Bonnes feuilles - Roger-Pol Droit, Maîtres à penser

Par Benard

Roger Pol-Droit vient de faire paraître un passionnant livre sur son choix des vingt philosophes qui ont marqué le siécle dernier.

Vous croyez inaccessibles les pensées modernes ? Vous aimeriez savoir ce que Derrida appelle « déconstruction », Levinas « visage », Foucault « mort de l’homme » ? Vous ne voyez pas   très nettement ce que William James nomme « pragmatisme », Husserl « phénoménologie », Lévi-Strauss « anthropologie structurale » ? Vous souhaitez comprendre le « devenir animal » chez Deleuze ou l’ « agir communicationnel » selon Habermas ? Ce livre est pour vous. Il permet d’approcher les grands philosophes du x xe siècle de manière vivante, claire et directe. Maîtres à penser propose un voyage envingt épisodes dans les idées contemporaines, de Bergson à nos jours.

En grand pédagogue, Roger-Pol Droit n’évoque pas seulement des théoriciens, mais aussi des personnages de chair et de sang, pris dans une époque tourmentée. En exposant leurs démarches, leurs combats et leur influence sur le siècle, il met en lumière les enjeux majeurs des débats d’aujourd ’hui.

EXTRAIT :
Dans ce qui est sous nos yeux, qu’est-ce qui échappe ? Qu’est-ce que nous n’avons pas encore vu ? Nous sommes accoutumés au monde, aux choses, à nous-mêmes, à nos perceptions, nos désirs et nos phrases. . . Pourtant nous soupçonnons qu’au coeur de cette familiarité des éléments essentiels demeurent inaperçus ou incompris. Mais quoi ? Comment les repérer ? Comment discerner ce que rate le regard, ce que la connaissance ignore ?

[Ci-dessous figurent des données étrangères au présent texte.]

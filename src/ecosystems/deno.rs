//! Deno

use super::parsers::DependencySet;
use crate::detection::metadata::DenoMetadata;
use crate::detection::spec::{framework, weighted};
use crate::detection::{
    shell_quote, DetectionContext, DetectionResult, Detector, EcosystemMetadata, EcosystemSpec,
    Indicator, VersionPrecision, VersionSource,
};
use crate::error::ContentError;
use crate::fs::JsonObject;
use crate::output::{Commands, PlanOptions};
use std::collections::BTreeMap;

const CONFIG_FILES: &[&str] = &["deno.json", "deno.jsonc"];

const ENTRYPOINTS: &[&str] = &[
    "main.ts",
    "mod.ts",
    "main.tsx",
    "server.ts",
    "src/main.ts",
    "main.js",
];

pub static DENO: EcosystemSpec = EcosystemSpec {
    name: "deno",
    priority: 10,
    threshold: 0.3,
    indicators: &[
        weighted(50, Indicator::AnyFile(CONFIG_FILES)),
        weighted(15, Indicator::File("deno.lock")),
        weighted(20, Indicator::Extension(&["ts", "tsx", "js"])),
        weighted(15, Indicator::AnyFile(&["main.ts", "mod.ts"])),
    ],
    manifests: &["deno.json", "deno.jsonc"],
    version_sources: &[VersionSource::PinFile(".dvmrc")],
    version_precision: VersionPrecision::Major,
    default_version: "2",
    frameworks: &[
        framework("@fresh/core", "Fresh"),
        framework("fresh", "Fresh"),
        framework("@hono/hono", "Hono"),
        framework("hono", "Hono"),
        framework("@oak/oak", "Oak"),
        framework("oak", "Oak"),
    ],
    excluded_dirs: &["_fresh"],
};

/// Package name from an import specifier (`jsr:@hono/hono@^4`, `npm:oak@12`,
/// `https://deno.land/x/fresh@1.6.0/`)
pub fn specifier_name(specifier: &str) -> Option<String> {
    let specifier = specifier.trim();
    if let Some(rest) = specifier
        .strip_prefix("https://deno.land/x/")
        .or_else(|| specifier.strip_prefix("http://deno.land/x/"))
    {
        let name = rest.split(['@', '/']).next()?;
        return (!name.is_empty()).then(|| name.to_string());
    }

    let bare = specifier
        .strip_prefix("jsr:")
        .or_else(|| specifier.strip_prefix("npm:"))?
        .trim_start_matches('/');

    // Scoped names keep their leading '@'
    let (scope, rest) = match bare.strip_prefix('@') {
        Some(rest) => ("@", rest),
        None => ("", bare),
    };
    let mut parts = rest.splitn(2, '/');
    let first = parts.next()?.split('@').next()?;
    let name = if scope.is_empty() {
        first.to_string()
    } else {
        let package = parts.next()?.split(['@', '/']).next()?;
        format!("@{}/{}", first, package)
    };
    (!name.is_empty()).then_some(name)
}

/// Rewrites JSONC as plain JSON: `//` and `/* */` comments and trailing
/// commas are removed, string contents are left untouched
pub fn strip_jsonc(text: &str) -> String {
    let mut stripped = String::with_capacity(text.len());
    let mut chars = text.chars().peekable();
    let mut in_string = false;

    while let Some(c) = chars.next() {
        if in_string {
            stripped.push(c);
            match c {
                '\\' => {
                    if let Some(escaped) = chars.next() {
                        stripped.push(escaped);
                    }
                }
                '"' => in_string = false,
                _ => {}
            }
            continue;
        }

        let next = chars.peek().copied();
        match (c, next) {
            ('"', _) => {
                in_string = true;
                stripped.push(c);
            }
            ('/', Some('/')) => {
                while chars.next_if(|&ch| ch != '\n').is_some() {}
            }
            ('/', Some('*')) => {
                chars.next();
                let mut previous = '\0';
                for ch in chars.by_ref() {
                    if previous == '*' && ch == '/' {
                        break;
                    }
                    previous = ch;
                }
                stripped.push(' ');
            }
            _ => stripped.push(c),
        }
    }

    drop_trailing_commas(&stripped)
}

/// Removes commas directly followed (after whitespace) by `}` or `]`
fn drop_trailing_commas(text: &str) -> String {
    let chars: Vec<char> = text.chars().collect();
    let mut result = String::with_capacity(text.len());
    let mut in_string = false;
    let mut escaped = false;

    for (i, &c) in chars.iter().enumerate() {
        if in_string {
            if escaped {
                escaped = false;
            } else if c == '\\' {
                escaped = true;
            } else if c == '"' {
                in_string = false;
            }
        } else if c == '"' {
            in_string = true;
        } else if c == ',' {
            let next = chars[i + 1..].iter().find(|c| !c.is_whitespace());
            if matches!(next, Some('}') | Some(']')) {
                continue;
            }
        }
        result.push(c);
    }
    result
}

pub struct DenoDetector;

impl DenoDetector {
    fn read_config(ctx: &DetectionContext) -> Result<Option<(&'static str, JsonObject)>, ContentError> {
        let Some(file) = ctx.first_existing(CONFIG_FILES) else {
            return Ok(None);
        };
        let Some(text) = ctx.read_text(file)? else {
            return Ok(None);
        };
        match serde_json::from_str::<serde_json::Value>(&strip_jsonc(&text)) {
            Ok(serde_json::Value::Object(config)) => Ok(Some((file, config))),
            Ok(_) => Err(ContentError::parse(file, "expected a JSON object")),
            Err(e) => Err(ContentError::parse(file, e)),
        }
    }

    fn metadata_of(result: &DetectionResult) -> Option<&DenoMetadata> {
        match &result.metadata {
            Some(EcosystemMetadata::Deno(metadata)) => Some(metadata),
            _ => None,
        }
    }
}

impl Detector for DenoDetector {
    fn spec(&self) -> &'static EcosystemSpec {
        &DENO
    }

    fn dependencies(&self, ctx: &DetectionContext) -> Result<Vec<String>, ContentError> {
        let mut deps = DependencySet::new();
        if let Some((_, config)) = Self::read_config(ctx)? {
            if let Some(imports) = config.get("imports").and_then(|v| v.as_object()) {
                deps.extend(
                    imports
                        .values()
                        .filter_map(|v| v.as_str())
                        .filter_map(specifier_name),
                );
            }
        }
        Ok(deps.into_vec())
    }

    fn package_manager(&self, _ctx: &DetectionContext) -> Result<String, ContentError> {
        Ok("deno".to_string())
    }

    fn metadata(
        &self,
        ctx: &DetectionContext,
        _dependencies: &[String],
    ) -> Result<Option<EcosystemMetadata>, ContentError> {
        let config = Self::read_config(ctx)?;
        let tasks = config
            .as_ref()
            .and_then(|(_, config)| config.get("tasks"))
            .and_then(|v| v.as_object())
            .map(|tasks| {
                tasks
                    .iter()
                    .filter_map(|(k, v)| v.as_str().map(|v| (k.clone(), v.to_string())))
                    .collect()
            })
            .unwrap_or_default();

        Ok(Some(EcosystemMetadata::Deno(DenoMetadata {
            config_file: config.map(|(file, _)| file.to_string()),
            entrypoint: ctx.first_existing(ENTRYPOINTS).map(str::to_string),
            tasks,
        })))
    }

    fn generate_commands(&self, result: &DetectionResult, options: &PlanOptions) -> Commands {
        let metadata = Self::metadata_of(result);
        let has_task = |name: &str| {
            metadata
                .map(|m| m.tasks.contains_key(name))
                .unwrap_or(false)
        };
        let entrypoint = metadata.and_then(|m| m.entrypoint.as_deref());

        let mut commands = Commands::default();
        if let Some(entry) = entrypoint {
            commands.setup.push(format!("deno cache {}", shell_quote(entry)));
        } else {
            commands.setup.push("deno install".to_string());
        }
        if has_task("dev") {
            commands.dev.push("deno task dev".to_string());
        }
        if has_task("build") {
            commands.build.push("deno task build".to_string());
        }
        if has_task("start") {
            commands.run.push("deno task start".to_string());
        } else if let Some(entry) = entrypoint {
            commands.run.push(format!("deno run --allow-all {}", shell_quote(entry)));
        }

        options.apply(commands)
    }

    fn generate_environment(&self, _result: &DetectionResult) -> BTreeMap<String, String> {
        let mut env = BTreeMap::new();
        env.insert("DENO_NO_UPDATE_CHECK".to_string(), "1".to_string());
        env
    }
}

En un sens, ces questions ont habité continûment la philosophie. Toutefois, elles prennent une vigueur nouvelle - et un sens inhabituel - à la charnière du XIXe et du XXe siècle. Tant de sciences se sont développées, codifiées et étendues. Tant de disciplines ont progressé. Tant de connaissances se sont accumulées, dans une multitude de domaines. Trop, sans doute. On peut avoir le sentiment d’un labyrinthe sans fin, d’une prolifération désaxée. Comme s’il manquait un socle, un fondement, quelques évidences premières.

Le XXe siècle cherche des certitudes inaugurales là où on ne les aperçoit guère. Il traque les évidences omises, les expériences que tout le monde partage sans que personne les pense. La vérité est à portée de main, à condition de regarder autrement, de prêter attention au laissé pour compte. Il suffit de changer radicalement de perspective pour voir surgir, du sein des expériences les plus communes, des trésors insoupçonnés.

Telle est la conviction commune aux trois philosophes dissemblables qui ouvrent ce parcours. Ce qui les rapproche : la conviction que chacun d’entre nous fait, sans comprendre, l’expérience de l’essentiel. Le travail du penseur ne consiste nullement à créer cette expérience, mais à la rendre visible. Il s’agit de prêter attention - de façon soutenue, méthodique, obstinée à ce que cette expérience bien connue renferme de central et, peut-être, de tout à fait déconcertant.

Ainsi voit-on Henri Bergson revenir à notre expérience intime de la durée, à la manière dont notre conscience vit le temps. Ce dernier diffère grandement de la manière dont notre raison le conçoit, le mesure et le calcule. En fait, dans le retour de Bergson à cette « donnée immédiate de la conscience » se joue bien plus qu’une nouvelle problématique. Pour la philosophie, il s’agit de reconsidérer le rôle de la raison. Loin d’être seule détentrice et seule garante de l’idée de vérité, la raison pourrait bien être, dans certains cas, ce qui la masque, la déforme ou en barre l’accès.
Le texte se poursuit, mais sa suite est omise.